--- PROBLEM DESCRIPTION ---
Please write out, exactly as given, every line of the entries below up to and including the line with "preferences. Until a".

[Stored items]

--------------------

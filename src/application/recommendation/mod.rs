//! Product recommendation
//!
//! A matrix factorisation model trained once in the background on purchase
//! history, blended with manufacturer and category preferences. Until a
//! model is published, recommendations come from the preference heuristic.

pub mod model;
mod service;
mod store;
mod trainer;

pub use model::{FeedbackEntry, MatrixFactorization};
pub use service::RecommendationService;
pub use store::{ModelStore, SharedModelStore};
pub use trainer::{load_feedback, train_model, RecommenderTrainer, TrainingError};
//! Appointment price derivation

use rust_decimal::Decimal;

/// Flat surcharge applied whenever a dye colour is selected
pub const DYE_SURCHARGE: Decimal = Decimal::TEN;

/// The three optional services an appointment may book
#[derive(Debug, Clone, Copy, Default, PartialEq, Eq)]
pub struct ServiceSelection {
    pub hairstyle_id: Option<i32>,
    pub facial_hair_id: Option<i32>,
    pub dying_id: Option<i32>,
}

impl ServiceSelection {
    pub fn has_any(&self) -> bool {
        self.hairstyle_id.is_some() || self.facial_hair_id.is_some() || self.dying_id.is_some()
    }
}

/// Sum of the resolved catalog prices. A missing catalog row counts as zero;
/// the dye surcharge depends only on a dye being selected.
pub fn final_price(
    hairstyle_price: Option<Decimal>,
    facial_hair_price: Option<Decimal>,
    dye_selected: bool,
) -> Decimal {
    let mut total = hairstyle_price.unwrap_or_default() + facial_hair_price.unwrap_or_default();
    if dye_selected {
        total += DYE_SURCHARGE;
    }
    total
}
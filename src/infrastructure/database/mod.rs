pub mod entities;
pub mod migrator;

use std::time::Duration;

use sea_orm::{ConnectOptions, Database, DatabaseConnection};
use tracing::info;

/// Database configuration
#[derive(Debug, Clone)]
pub struct DatabaseConfig {
    /// Database URL (e.g., "sqlite://./salon.db?mode=rwc")
    pub url: String,
}

impl Default for DatabaseConfig {
    fn default() -> Self {
        Self {
            url: "sqlite://./salon.db?mode=rwc".to_string(),
        }
    }
}

impl DatabaseConfig {
    /// Private in-memory database, used by tests
    pub fn in_memory() -> Self {
        Self {
            url: "sqlite::memory:".to_string(),
        }
    }

    fn is_in_memory(&self) -> bool {
        self.url.contains(":memory:")
    }
}

/// Initialize database connection
pub async fn init_database(config: &DatabaseConfig) -> Result<DatabaseConnection, sea_orm::DbErr> {
    info!(url = %config.url, "Connecting to database");

    let mut options = ConnectOptions::new(config.url.clone());
    options
        .connect_timeout(Duration::from_secs(10))
        .sqlx_logging(false);
    // Every pooled connection would otherwise get its own empty in-memory database.
    if config.is_in_memory() {
        options.max_connections(1).min_connections(1);
    }

    let db = Database::connect(options).await?;
    info!("Database connected successfully");
    Ok(db)
}
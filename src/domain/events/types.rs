//! Booking notification events
//!
//! Serialised into the notification outbox and handed to the dispatcher.

use chrono::{DateTime, Utc};
use rust_decimal::Decimal;
use serde::{Deserialize, Serialize};

#[derive(Debug, Clone, PartialEq, Serialize, Deserialize)]
#[serde(tag = "type", content = "data")]
pub enum NotificationEvent {
    AppointmentCreated(AppointmentNotification),
    AppointmentCancelled(AppointmentNotification),
}

impl NotificationEvent {
    pub fn event_type(&self) -> &'static str {
        match self {
            NotificationEvent::AppointmentCreated(_) => "appointment_created",
            NotificationEvent::AppointmentCancelled(_) => "appointment_cancelled",
        }
    }

    pub fn appointment(&self) -> &AppointmentNotification {
        match self {
            NotificationEvent::AppointmentCreated(n) | NotificationEvent::AppointmentCancelled(n) => n,
        }
    }
}

/// Everything the mailer needs to render a booking email
#[derive(Debug, Clone, PartialEq, Serialize, Deserialize)]
#[serde(rename_all = "camelCase")]
pub struct AppointmentNotification {
    pub appointment_id: i32,
    pub hairdresser_email: String,
    pub hairdresser_name: String,
    pub user_full_name: String,
    pub user_email: String,
    pub user_phone_number: Option<String>,
    pub appointment_date: DateTime<Utc>,
    pub final_price: Decimal,
    pub status_name: String,
    pub hairstyle_name: Option<String>,
    pub hairstyle_price: Option<Decimal>,
    pub facial_hair_name: Option<String>,
    pub facial_hair_price: Option<Decimal>,
    pub dying_name: Option<String>,
    pub dying_hex_code: Option<String>,
}

/// Outbox envelope: the event plus an id the dispatcher can deduplicate on
#[derive(Debug, Clone, PartialEq, Serialize, Deserialize)]
#[serde(rename_all = "camelCase")]
pub struct EventMessage {
    pub event_id: String,
    pub created_at: DateTime<Utc>,
    pub event: NotificationEvent,
}
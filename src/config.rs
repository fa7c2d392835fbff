//! Application configuration
//!
//! Loaded from a TOML file (`~/.config/salon-core/config.toml` by default,
//! or the path in `SALON_CONFIG`). Every section falls back to defaults
//! so a partial file is valid.

use std::path::{Path, PathBuf};

use serde::{Deserialize, Serialize};
use thiserror::Error;

#[derive(Debug, Error)]
pub enum ConfigError {
    #[error("Failed to read config file {path}: {source}")]
    Io {
        path: PathBuf,
        #[source]
        source: std::io::Error,
    },

    #[error("Failed to parse config file {path}: {source}")]
    Parse {
        path: PathBuf,
        #[source]
        source: toml::de::Error,
    },
}

#[derive(Debug, Clone, Default, Serialize, Deserialize)]
#[serde(default)]
pub struct AppConfig {
    pub database: DatabaseSection,
    pub logging: LoggingSection,
    pub recommender: RecommenderSection,
    pub notifications: NotificationSection,
    pub server: ServerSection,
}

#[derive(Debug, Clone, Serialize, Deserialize)]
#[serde(default)]
pub struct DatabaseSection {
    pub url: String,
}

impl Default for DatabaseSection {
    fn default() -> Self {
        Self {
            url: "sqlite://./salon.db?mode=rwc".to_string(),
        }
    }
}

impl DatabaseSection {
    /// `DATABASE_URL` wins over the file value
    pub fn connection_url(&self) -> String {
        std::env::var("DATABASE_URL").unwrap_or_else(|_| self.url.clone())
    }
}

#[derive(Debug, Clone, Serialize, Deserialize)]
#[serde(default)]
pub struct LoggingSection {
    pub level: String,
}

impl Default for LoggingSection {
    fn default() -> Self {
        Self {
            level: "info".to_string(),
        }
    }
}

/// Hyper-parameters for the one-class matrix factorisation model
#[derive(Debug, Clone, Serialize, Deserialize)]
#[serde(default)]
pub struct RecommenderSection {
    /// Delay between start-up and the single training pass
    pub training_delay_secs: u64,
    pub factors: usize,
    pub iterations: usize,
    pub learning_rate: f64,
    pub lambda: f64,
    pub alpha: f64,
    pub c: f64,
    /// Unobserved cells sampled per observed cell in each epoch
    pub negative_samples: usize,
    pub seed: u64,
    /// Candidates returned by `recommend`
    pub top_n: usize,
}

impl Default for RecommenderSection {
    fn default() -> Self {
        Self {
            training_delay_secs: 5,
            factors: 8,
            iterations: 50,
            learning_rate: 0.05,
            lambda: 0.025,
            alpha: 0.01,
            c: 0.00001,
            negative_samples: 4,
            seed: 42,
            top_n: 2,
        }
    }
}

#[derive(Debug, Clone, Serialize, Deserialize)]
#[serde(default)]
pub struct NotificationSection {
    pub relay_interval_secs: u64,
    pub batch_size: u64,
    /// Rows that failed this many times are no longer picked up
    pub max_attempts: i32,
}

impl Default for NotificationSection {
    fn default() -> Self {
        Self {
            relay_interval_secs: 10,
            batch_size: 50,
            max_attempts: 5,
        }
    }
}

#[derive(Debug, Clone, Serialize, Deserialize)]
#[serde(default)]
pub struct ServerSection {
    pub shutdown_timeout: u64,
}

impl Default for ServerSection {
    fn default() -> Self {
        Self {
            shutdown_timeout: 30,
        }
    }
}

impl AppConfig {
    pub fn load(path: &Path) -> Result<Self, ConfigError> {
        let content = std::fs::read_to_string(path).map_err(|source| ConfigError::Io {
            path: path.to_path_buf(),
            source,
        })?;
        Self::from_toml(&content).map_err(|source| ConfigError::Parse {
            path: path.to_path_buf(),
            source,
        })
    }

    pub fn from_toml(content: &str) -> Result<Self, toml::de::Error> {
        toml::from_str(content)
    }
}

pub fn default_config_path() -> PathBuf {
    dirs_next::config_dir()
        .unwrap_or_else(|| PathBuf::from("."))
        .join("salon-core")
        .join("config.toml")
}

#[cfg(test)]
mod tests {
    use super::*;

    #[test]
    fn partial_file_keeps_defaults() {
        let cfg = AppConfig::from_toml(
            r#"
            [logging]
            level = "debug"

            [recommender]
            iterations = 10
            "#,
        )
        .unwrap();

        assert_eq!(cfg.logging.level, "debug");
        assert_eq!(cfg.recommender.iterations, 10);
        assert_eq!(cfg.recommender.lambda, 0.025);
        assert_eq!(cfg.notifications.max_attempts, 5);
        assert_eq!(cfg.server.shutdown_timeout, 30);
    }

    #[test]
    fn empty_file_is_default() {
        let cfg = AppConfig::from_toml("").unwrap();
        assert_eq!(cfg.database.url, DatabaseSection::default().url);
        assert_eq!(cfg.recommender.top_n, 2);
    }

    #[test]
    fn missing_file_is_io_error() {
        let err = AppConfig::load(Path::new("/definitely/not/here.toml")).unwrap_err();
        assert!(matches!(err, ConfigError::Io { .. }));
    }

    #[test]
    fn default_path_ends_with_crate_dir() {
        let path = default_config_path();
        assert!(path.ends_with("salon-core/config.toml"));
    }
}
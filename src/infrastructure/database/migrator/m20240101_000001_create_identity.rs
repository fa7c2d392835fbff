//! Users, roles and cities

use chrono::Utc;
use sea_orm_migration::prelude::*;

const ROLES: [(&str, &str); 3] = [
    ("Admin", "Salon administration"),
    ("Hairdresser", "Takes appointments"),
    ("User", "Salon client"),
];

#[derive(DeriveMigrationName)]
pub struct Migration;

#[async_trait::async_trait]
impl MigrationTrait for Migration {
    async fn up(&self, manager: &SchemaManager) -> Result<(), DbErr> {
        manager
            .create_table(
                Table::create()
                    .table(Cities::Table)
                    .if_not_exists()
                    .col(
                        ColumnDef::new(Cities::Id)
                            .integer()
                            .not_null()
                            .auto_increment()
                            .primary_key(),
                    )
                    .col(ColumnDef::new(Cities::Name).string().not_null())
                    .col(ColumnDef::new(Cities::IsActive).boolean().not_null().default(true))
                    .col(
                        ColumnDef::new(Cities::CreatedAt)
                            .timestamp_with_time_zone()
                            .not_null(),
                    )
                    .to_owned(),
            )
            .await?;

        manager
            .create_table(
                Table::create()
                    .table(Roles::Table)
                    .if_not_exists()
                    .col(
                        ColumnDef::new(Roles::Id)
                            .integer()
                            .not_null()
                            .auto_increment()
                            .primary_key(),
                    )
                    .col(ColumnDef::new(Roles::Name).string().not_null().unique_key())
                    .col(ColumnDef::new(Roles::Description).string())
                    .col(ColumnDef::new(Roles::IsActive).boolean().not_null().default(true))
                    .col(
                        ColumnDef::new(Roles::CreatedAt)
                            .timestamp_with_time_zone()
                            .not_null(),
                    )
                    .to_owned(),
            )
            .await?;

        let mut seed = Query::insert();
        seed.into_table(Roles::Table).columns([
            Roles::Name,
            Roles::Description,
            Roles::IsActive,
            Roles::CreatedAt,
        ]);
        for (name, description) in ROLES {
            seed.values([name.into(), description.into(), true.into(), Utc::now().into()])
                .map_err(|e| DbErr::Migration(e.to_string()))?;
        }
        manager.exec_stmt(seed).await?;

        manager
            .create_table(
                Table::create()
                    .table(Users::Table)
                    .if_not_exists()
                    .col(
                        ColumnDef::new(Users::Id)
                            .integer()
                            .not_null()
                            .auto_increment()
                            .primary_key(),
                    )
                    .col(ColumnDef::new(Users::FirstName).string().not_null())
                    .col(ColumnDef::new(Users::LastName).string().not_null())
                    .col(ColumnDef::new(Users::Email).string().not_null().unique_key())
                    .col(ColumnDef::new(Users::Username).string().not_null().unique_key())
                    .col(ColumnDef::new(Users::PhoneNumber).string())
                    .col(ColumnDef::new(Users::CityId).integer())
                    .col(ColumnDef::new(Users::IsActive).boolean().not_null().default(true))
                    .col(
                        ColumnDef::new(Users::CreatedAt)
                            .timestamp_with_time_zone()
                            .not_null(),
                    )
                    .foreign_key(
                        ForeignKey::create()
                            .name("fk_users_city")
                            .from(Users::Table, Users::CityId)
                            .to(Cities::Table, Cities::Id)
                            .on_delete(ForeignKeyAction::SetNull),
                    )
                    .to_owned(),
            )
            .await?;

        manager
            .create_table(
                Table::create()
                    .table(UserRoles::Table)
                    .if_not_exists()
                    .col(
                        ColumnDef::new(UserRoles::Id)
                            .integer()
                            .not_null()
                            .auto_increment()
                            .primary_key(),
                    )
                    .col(ColumnDef::new(UserRoles::UserId).integer().not_null())
                    .col(ColumnDef::new(UserRoles::RoleId).integer().not_null())
                    .col(
                        ColumnDef::new(UserRoles::DateAssigned)
                            .timestamp_with_time_zone()
                            .not_null(),
                    )
                    .foreign_key(
                        ForeignKey::create()
                            .name("fk_user_roles_user")
                            .from(UserRoles::Table, UserRoles::UserId)
                            .to(Users::Table, Users::Id)
                            .on_delete(ForeignKeyAction::Cascade),
                    )
                    .foreign_key(
                        ForeignKey::create()
                            .name("fk_user_roles_role")
                            .from(UserRoles::Table, UserRoles::RoleId)
                            .to(Roles::Table, Roles::Id)
                            .on_delete(ForeignKeyAction::Cascade),
                    )
                    .to_owned(),
            )
            .await?;

        manager
            .create_index(
                Index::create()
                    .name("idx_user_roles_user_role")
                    .table(UserRoles::Table)
                    .col(UserRoles::UserId)
                    .col(UserRoles::RoleId)
                    .unique()
                    .to_owned(),
            )
            .await
    }

    async fn down(&self, manager: &SchemaManager) -> Result<(), DbErr> {
        manager
            .drop_table(Table::drop().table(UserRoles::Table).to_owned())
            .await?;
        manager
            .drop_table(Table::drop().table(Users::Table).to_owned())
            .await?;
        manager
            .drop_table(Table::drop().table(Roles::Table).to_owned())
            .await?;
        manager
            .drop_table(Table::drop().table(Cities::Table).to_owned())
            .await
    }
}

#[derive(Iden)]
pub enum Cities {
    Table,
    Id,
    Name,
    IsActive,
    CreatedAt,
}

#[derive(Iden)]
pub enum Roles {
    Table,
    Id,
    Name,
    Description,
    IsActive,
    CreatedAt,
}

#[derive(Iden)]
pub enum Users {
    Table,
    Id,
    FirstName,
    LastName,
    Email,
    Username,
    PhoneNumber,
    CityId,
    IsActive,
    CreatedAt,
}

#[derive(Iden)]
pub enum UserRoles {
    Table,
    Id,
    UserId,
    RoleId,
    DateAssigned,
}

--------------------

--- SOLUTION ---
filename src/application/recommendation/mod.rs
//! Product recommendation
//!
//! A matrix factorisation model trained once in the background on purchase
//! history, blended with manufacturer and category preferences. Until a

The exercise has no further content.